Base Rule: for & = "+" (& is a singular plus sign) a+b in Extensible plus system = a+b in basic mathematics
Prime Rule: for & != "+" (& is not a singular plus sign), a&1 = a, a&0 = 0, 0&b = 0
Tailing rule: a+[%, 1]b = a+[%]b
Diagonalization rule: a+[1, 1, 1, ..., 1, 1, 1, d+1#]b = a+[1, 1, 1, ..., 1, 1, b, d#]b (the first entry is 1)
Tuple Rule: a+[c, d#]b = a+[1, d#]b with c copies of "+"s before [] array (the first entry is not 1)
Array decomposition rule: a+[c, d#]
Recursion Rule: for & != "+" (& is not a singular plus sign), a+&b = a&(a+&(b-1)), for a > 1 and b > 0
If there are two or more distinct rules applicable to one expression, the topmost rule is applied.
Examples:
3+[1, 2]5 = 3+[5, 1]5 = 3+[5]5 = 3+++++5 = 3^^^5
3+[2, 2]3 = 3++[1, 2]3 = 3+[1, 2](3++[1, 2]2) = 3+[1, 2]3+[1, 2](3++[1, 2]1) = 3+[1, 2]3+[1, 2]3 = 3+[1, 2]3+[3, 1]3 = 3+[1, 2]3+[3]3 = 3+[1, 2]3+++3 = 3+[1, 2]27 = 3+[27, 1]27 = 3+[27]27
3+[1, 3, 2]4 = 3+[4, 2, 2]4
3+[1, 1, 1, 3]2 = 3+[1, 1, 2, 2]2 = 3+[1, 2, 1, 2]2 = 3+[2, 1, 1, 2]2 = 3++[1, 1, 1, 2]2 = 3+[1, 1, 1, 2](3++[1, 1, 1, 2]1) = 3+[1, 1, 1, 2]3 = 3+[1, 1, 3, 1]3 = 3+[1, 1, 3]3 = 3+[1, 3, 2]3 = 3+[3, 2, 2]3
This level introduces separators.
# and % can be any entries. A's are separators. % also applies on separators. All numbers in the array (including separators) must be natural numbers.
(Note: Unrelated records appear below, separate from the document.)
use std::sync::{Arc, Mutex, MutexGuard};

use axum::http::StatusCode;
use tokio::task::JoinHandle;
use tracing::{debug, info};

use super::repository::{RepositoryError, SessionRepository};
use super::session::{next_session_id, AuditSession, AuditView, SessionId};
use crate::config::ContactConfig;
use crate::workflows::audit::analyzer::{WebsiteAnalysis, WebsiteAnalyzer};
use crate::workflows::audit::contact::{contact_links, ContactLinks};
use crate::workflows::audit::domain::{FieldUpdate, Platform, ScoredAssessment};
use crate::workflows::audit::notifications::Notification;
use crate::workflows::audit::results::{
    present, ContactPitch, RecommendationTier, ResultsPresentation,
};
use crate::workflows::audit::submission::{SubmissionOutcome, SubmissionSink};
use crate::workflows::audit::wizard::{AuditWizard, WizardError, WizardTransition};

/// Service composing session storage, the website analyzer and the submission sink.
pub struct AuditSessionService<R> {
    repository: Arc<R>,
    analyzer: WebsiteAnalyzer,
    sink: SubmissionSink,
    contact: ContactConfig,
    writes: Arc<Mutex<()>>,
}

/// Outcome of pressing "Next" on a session.
#[derive(Debug)]
pub struct Advance {
    pub session: AuditSession,
    pub transition: WizardTransition,
    /// Present only when the wizard completed and the submission was dispatched.
    pub submission: Option<JoinHandle<SubmissionOutcome>>,
}

/// What happened to a finished background analysis.
#[derive(Debug, Clone, PartialEq, Eq)]
pub enum AnalysisOutcome {
    Applied(WebsiteAnalysis),
    /// The visitor had already moved on; the analysis was dropped.
    Discarded,
    Failed,
}

#[derive(Debug, Clone, serde::Serialize)]
pub struct ContactOptions {
    pub tier: RecommendationTier,
    pub pitch: ContactPitch,
    pub links: ContactLinks,
}

impl<R> AuditSessionService<R>
where
    R: SessionRepository + 'static,
{
    pub fn new(
        repository: Arc<R>,
        analyzer: WebsiteAnalyzer,
        sink: SubmissionSink,
        contact: ContactConfig,
    ) -> Self {
        Self {
            repository,
            analyzer,
            sink,
            contact,
            writes: Arc::new(Mutex::new(())),
        }
    }

    /// Open a new session on the landing view.
    pub fn create(&self) -> Result<AuditSession, SessionError> {
        let session = AuditSession::new(next_session_id());
        let stored = self.repository.insert(session)?;
        info!(session = %stored.id, "audit session created");
        Ok(stored)
    }

    pub fn get(&self, id: &SessionId) -> Result<AuditSession, SessionError> {
        self.repository
            .fetch(id)?
            .ok_or_else(|| SessionError::NotFound(id.clone()))
    }

    /// Landing to audit with fresh default answers.
    pub fn start_audit(&self, id: &SessionId) -> Result<AuditSession, SessionError> {
        self.mutate(id, |session| {
            if !matches!(session.view, AuditView::Landing) {
                return Err(SessionError::invalid_view("landing", &session.view));
            }
            let run = session.begin_audit();
            info!(session = %session.id, run, "audit started");
            Ok(())
        })
    }

    pub fn update_field(
        &self,
        id: &SessionId,
        update: FieldUpdate,
    ) -> Result<AuditSession, SessionError> {
        self.mutate(id, |session| {
            let wizard = wizard_mut(&mut session.view)?;
            debug!(session = %session.id, field = ?update.field(), "answer updated");
            wizard.update_field(update)?;
            Ok(())
        })
    }

    pub fn toggle_platform(
        &self,
        id: &SessionId,
        platform: Platform,
        selected: bool,
    ) -> Result<AuditSession, SessionError> {
        self.mutate(id, |session| {
            wizard_mut(&mut session.view)?.toggle_platform(platform, selected)?;
            Ok(())
        })
    }

    /// Press "Next". Completion moves the session to results and dispatches the submission
    /// without waiting for it.
    pub fn advance(&self, id: &SessionId) -> Result<Advance, SessionError> {
        let (session, transition) = self.mutate_with(id, |session| {
            let outcome = wizard_mut(&mut session.view)?.next()?;
            match &outcome {
                WizardTransition::Advanced(step) => {
                    info!(session = %session.id, step = step.title(), "wizard advanced");
                }
                WizardTransition::Blocked(errors) => {
                    info!(
                        session = %session.id,
                        errors = errors.len(),
                        "wizard blocked by validation"
                    );
                }
                WizardTransition::Completed(scored) => {
                    info!(session = %session.id, score = scored.score, "assessment completed");
                    session.view = AuditView::Results(scored.clone());
                }
            }
            Ok(outcome)
        })?;

        // Only a stored completion is submitted; a failed store leaves the wizard open.
        let submission = match &transition {
            WizardTransition::Completed(scored) => {
                let notifier = Arc::new(session.notifications.clone());
                Some(self.sink.dispatch(scored, notifier))
            }
            _ => None,
        };

        Ok(Advance {
            session,
            transition,
            submission,
        })
    }

    pub fn prev(&self, id: &SessionId) -> Result<AuditSession, SessionError> {
        self.mutate(id, |session| {
            let step = wizard_mut(&mut session.view)?.prev()?;
            debug!(session = %session.id, step = step.title(), "wizard moved back");
            Ok(())
        })
    }

    /// Start a background analysis of the stored website. The result is applied only if the
    /// same audit run is still on the basic information step when it arrives.
    pub fn analyze(&self, id: &SessionId) -> Result<JoinHandle<AnalysisOutcome>, SessionError> {
        let session = self.get(id)?;
        let website = match &session.view {
            AuditView::Audit(wizard) => wizard.answers().website.trim().to_string(),
            other => return Err(SessionError::invalid_view("audit", other)),
        };
        if website.is_empty() {
            return Err(SessionError::MissingWebsite);
        }

        let analyzer = self.analyzer.clone();
        let repository = Arc::clone(&self.repository);
        let writes = Arc::clone(&self.writes);
        let notifier = session.notifications.clone();
        let id = session.id.clone();
        let run = session.audit_run;

        info!(session = %id, run, %website, "website analysis requested");
        Ok(tokio::spawn(async move {
            match analyzer.analyze(&website, &notifier).await {
                Some(analysis) => {
                    apply_analysis(repository.as_ref(), &writes, &id, run, analysis)
                }
                None => AnalysisOutcome::Failed,
            }
        }))
    }

    pub fn results(&self, id: &SessionId) -> Result<ResultsPresentation, SessionError> {
        let session = self.get(id)?;
        let scored = completed(&session)?;
        Ok(present(scored))
    }

    pub fn contact_options(&self, id: &SessionId) -> Result<ContactOptions, SessionError> {
        let session = self.get(id)?;
        let scored = completed(&session)?;
        let tier = RecommendationTier::for_score(scored.score);
        Ok(ContactOptions {
            tier,
            pitch: tier.contact_pitch(),
            links: contact_links(&self.contact, scored.score),
        })
    }

    /// Results back to landing; the finished answers are discarded.
    pub fn start_over(&self, id: &SessionId) -> Result<AuditSession, SessionError> {
        self.mutate(id, |session| {
            if !matches!(session.view, AuditView::Results(_)) {
                return Err(SessionError::invalid_view("results", &session.view));
            }
            session.view = AuditView::Landing;
            info!(session = %session.id, "session restarted");
            Ok(())
        })
    }

    pub fn drain_notifications(&self, id: &SessionId) -> Result<Vec<Notification>, SessionError> {
        Ok(self.get(id)?.notifications.drain())
    }

    /// Fetch, mutate and store a session while holding the write lock. Nothing is stored
    /// when the mutation fails.
    fn mutate<F>(&self, id: &SessionId, apply: F) -> Result<AuditSession, SessionError>
    where
        F: FnOnce(&mut AuditSession) -> Result<(), SessionError>,
    {
        self.mutate_with(id, apply).map(|(session, ())| session)
    }

    fn mutate_with<F, T>(
        &self,
        id: &SessionId,
        apply: F,
    ) -> Result<(AuditSession, T), SessionError>
    where
        F: FnOnce(&mut AuditSession) -> Result<T, SessionError>,
    {
        let _guard = lock_writes(&self.writes)?;
        let mut session = self
            .repository
            .fetch(id)?
            .ok_or_else(|| SessionError::NotFound(id.clone()))?;
        let output = apply(&mut session)?;
        self.repository.update(session.clone())?;
        Ok((session, output))
    }
}

fn wizard_mut(view: &mut AuditView) -> Result<&mut AuditWizard, SessionError> {
    match view {
        AuditView::Audit(wizard) => Ok(wizard),
        other => Err(SessionError::invalid_view("audit", other)),
    }
}

fn completed(session: &AuditSession) -> Result<&ScoredAssessment, SessionError> {
    match &session.view {
        AuditView::Results(scored) => Ok(&**scored),
        other => Err(SessionError::invalid_view("results", other)),
    }
}

fn lock_writes(writes: &Mutex<()>) -> Result<MutexGuard<'_, ()>, SessionError> {
    writes.lock().map_err(|_| {
        SessionError::Repository(RepositoryError::Unavailable(
            "session write lock poisoned".to_string(),
        ))
    })
}

fn apply_analysis<R: SessionRepository>(
    repository: &R,
    writes: &Mutex<()>,
    id: &SessionId,
    run: u64,
    analysis: WebsiteAnalysis,
) -> AnalysisOutcome {
    let Ok(_guard) = lock_writes(writes) else {
        return AnalysisOutcome::Discarded;
    };
    let Ok(Some(mut session)) = repository.fetch(id) else {
        return AnalysisOutcome::Discarded;
    };

    let same_run = session.audit_run == run;
    let applied = match &mut session.view {
        AuditView::Audit(wizard) if same_run => wizard.apply_analysis(&analysis),
        _ => false,
    };

    if applied && repository.update(session).is_ok() {
        info!(session = %id, business_type = %analysis.business_type, "analysis applied");
        AnalysisOutcome::Applied(analysis)
    } else {
        debug!(session = %id, run, "analysis outlived its audit step; discarded");
        AnalysisOutcome::Discarded
    }
}

/// Error raised by the session service.
#[derive(Debug, thiserror::Error)]
pub enum SessionError {
    #[error("session {0} not found")]
    NotFound(SessionId),
    #[error("session is on the {found} view; expected {expected}")]
    InvalidView {
        expected: &'static str,
        found: &'static str,
    },
    #[error(transparent)]
    Wizard(#[from] WizardError),
    #[error("enter a website URL before requesting an analysis")]
    MissingWebsite,
    #[error(transparent)]
    Repository(#[from] RepositoryError),
}

impl SessionError {
    fn invalid_view(expected: &'static str, found: &AuditView) -> Self {
        Self::InvalidView {
            expected,
            found: found.label(),
        }
    }

    pub fn status_code(&self) -> StatusCode {
        match self {
            Self::NotFound(_) | Self::Repository(RepositoryError::NotFound) => {
                StatusCode::NOT_FOUND
            }
            Self::InvalidView { .. } | Self::Wizard(WizardError::Finalized) => StatusCode::CONFLICT,
            Self::Wizard(WizardError::Field(_)) | Self::MissingWebsite => {
                StatusCode::UNPROCESSABLE_ENTITY
            }
            Self::Repository(_) => StatusCode::INTERNAL_SERVER_ERROR,
        }
    }
}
Base Rule: for & = "+" (& is a singular plus sign) a+b in Extensible plus system = a+b in basic mathematics
Prime Rule: for & != "+" (& is not a singular plus sign), a&1 = a, a&0 = 0, 0&b = 0
Tailing rule: a+[%, 1]b = a+[%]b
Dimensional diagonalization rule (DDR):
Commas are {1} separators.
{2}-separator decomposition rule: a+[1 {2} d+1#]b = a+[1, 1, 1, ..., 1, 1, 2 {2} d#]b with b entries
{k}-separator decomposition rule: a+[1 {k+1, l%} d+1#]b = a+[1 {k, l%} 1 {k, l%} ... {k, l%} 1 {k, l%} 2 {k+1, l%} d#]b with b entries separated by {k, l%}
Hyperdimensional decomposition rule: a+[1 {1, 1, ..., 1 l+1%} d+1#]b = a+[1 {1, 1, ..., b, l%} 2 {1, 1, ..., 1, l+1%} d#]b
Nested decomposition rule: a+[1 {1 A 1 A ... A 1 A l+1%} d+1#]b = a+[1 {1 A 1 A ... A 1 dA l%} 2 {1 A 1 A ... A 1 A l+1%} d+1#]b, where dA stands for the decomposed separator, using the previous DDR rules above.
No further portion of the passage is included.